Moreover, his ability to work harmoniously with people of other ethnic groups and religious persuasions sees him relating freely with staff from all sections of the country, both Christians and Muslims without regards to primordial sentiments; his commitment to the reform programme of the present administration of His Excellency, Alhaji Shehu Musa Yar’adua, saw him implementing fully and to the satisfaction of all the staff of the Federal Road Safety Commission, the Federal Government’s consolidated para-military salary structure in November and December 2007, which has in fact, made him a hero among FRSC personnel, most of who became so passionate about him that they now prefer to call him, “the True Face of the New FRSC”.

His clear understanding of the concept of grand strategy as a means of mobilizing institutional resources to achieve the national objective of accident and obstruction –free roads became manifest during the last Sallah, Christmas and New year celebrations when commuters nationwide observed massive presence of FRSC personnel in all black spots and ensured effective traffic flow. And by the time he is through with the current reorganization in the licensing scheme of the commission, we have assurances that Nigerians who will posses the document would be proud and free to show it anywhere in the world without fear of it being fake.

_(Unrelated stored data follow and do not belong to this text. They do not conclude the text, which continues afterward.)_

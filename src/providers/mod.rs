//! Completion capability and its provider implementations

pub mod openai;

use async_trait::async_trait;

// Re-export for convenience
pub use openai::OpenAiClient;

/// Raw provider answer. `text` is `None` when the response carried no
/// content field at all.
#[derive(Debug, Clone, Default, PartialEq, Eq)]
pub struct Completion
{   pub text: Option<String>
  , pub finish_reason: Option<String>
}

impl Completion
{   pub fn from_text(text: impl Into<String>) -> Self
    {   Completion
        {   text: Some(text.into())
          , finish_reason: None
        }
    }
}

/// Anything that turns an instruction pair into text.
/// The pipeline only ever sees this trait, so an adapter may call the
/// provider directly or go through a server-side proxy.
#[async_trait]
pub trait CompletionCapability: Send + Sync
{   /// Display name for logs
    fn name(&self) -> &str;

    /// One request, one choice
    async fn complete(
      &self
    , prompt: &crate::request::PromptPair
    , model: &str
    ) -> Result<Completion, crate::error::Error>;
}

So, as the FRSC commences a new operational year, which the last Christmas and New Year celebrations heralded under an atmosphere devoid of the usual traffic holdups and pervasive road traffic crashes nationwide, Nigerians are unanimous in their commendation for Chidoka’s initiatives in effective traffic management and, therefore, saw his appointment as well deserved. They thus saw the need for him to sustain the tempo of the commission’s activities throughout the year to save the nation from the usual carnage which made the World Bank to classify its highways in the 70’s and 80’s as most prone to road traffic accidents in Africa.

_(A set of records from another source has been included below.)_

//! validate -> render -> complete -> normalize

use std::sync::Arc;
use log::{debug, trace, error, info};

use crate::error::Error;
use crate::providers::CompletionCapability;
use crate::request::{GeneratedContent, GenerationRequest};
use crate::template::{OptionSet, PromptTemplateEngine};
use crate::validator::ConfigurationValidator;
use crate::{ContentKind, GenerationResult};

/// One pipeline serves every content kind; per-kind behavior lives in
/// the template engine's skeleton table.
///
/// A call makes at most one outbound request and never retries. Every
/// failure comes back as an `Err`, nothing panics past the caller.
pub struct GenerationPipeline
{   config: Arc<crate::config::Configuration>
  , validator: ConfigurationValidator
  , engine: PromptTemplateEngine
  , completion: Arc<dyn CompletionCapability>
}

impl GenerationPipeline
{   pub fn new(
      config: Arc<crate::config::Configuration>
    , completion: Arc<dyn CompletionCapability>
    ) -> Self
    {   debug!(
          "Creating GenerationPipeline over {} (model {})"
        , completion.name()
        , config.model
        );
        GenerationPipeline
        {   validator: ConfigurationValidator::new(config.clone())
          , engine: PromptTemplateEngine::new()
          , config
          , completion
        }
    }

    /// Pipeline backed by the OpenAI-compatible HTTP adapter
    pub fn openai(config: Arc<crate::config::Configuration>) -> Self
    {   let client = crate::providers::OpenAiClient::new(config.clone());
        GenerationPipeline::new(config, Arc::new(client))
    }

    pub fn config(&self) -> &crate::config::Configuration
    {   &self.config
    }

    pub async fn generate(
      &self
    , kind: ContentKind
    , options: &OptionSet
    , user_intent: &str
    ) -> GenerationResult
    {   let request = self.prepare(kind, options, user_intent)?;
        self.execute(request).await
    }

    /// Steps that must pass before any network call: the credential
    /// gate, then template rendering.
    pub fn prepare(
      &self
    , kind: ContentKind
    , options: &OptionSet
    , user_intent: &str
    ) -> Result<GenerationRequest, Error>
    {   self.validator.ensure_ready().map_err(|e| {
          error!("Configuration not ready: {}", e);
          e
        })?;

        let prompt = self.engine
          .render(kind, options, user_intent)
          .map_err(|e| {
            debug!("Render failed for {:?}: {}", kind, e);
            e
          })?;

        trace!("Rendered prompt: {:?}", prompt);

        Ok(GenerationRequest
        {   kind
          , options: *options
          , user_intent: user_intent.trim().to_string()
          , prompt
        })
    }

    async fn execute(&self, request: GenerationRequest)
      -> GenerationResult
    {   let timeout = self.config.timeout();
        debug!(
          "Requesting {:?} from {} (timeout {:?})"
        , request.kind
        , self.completion.name()
        , timeout
        );

        let completion = tokio::time::timeout(
          timeout
        , self.completion.complete(&request.prompt, &self.config.model)
        ).await
          .map_err(|_| {
            error!("Completion timed out after {:?}", timeout);
            Error::Timeout(timeout)
          })??;

        let text = match completion.text
        {   Some(text) if !text.trim().is_empty() => text
          , _ => {
              error!(
                "Empty completion (finish_reason: {:?})"
              , completion.finish_reason
              );
              return Err(Error::EmptyResponse);
            }
        };

        let text = if request.kind.trims_output()
        {   text.trim().to_string()
        } else
        {   text
        };

        info!("Generated {} ({} chars)", request.kind, text.chars().count());
        Ok(GeneratedContent
        {   kind: request.kind
          , text
        })
    }
}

There is no doubt that when his current campaigns of road safety to relevant stakeholders for concrete partnership with the commission on issues of road safety and his internal realignment process, is completed and begin to yield fruits, the new year through the nation’s attainment of the much-desired safe roads, both the government of Nigeria and the motoring public will appreciate more this new dynamism, which many now say is a revolution in road safety management in the country.

• Sani Abdullahi, Deputy Route Commander in the FRSC, contributed this piece from Wuse-Abuja.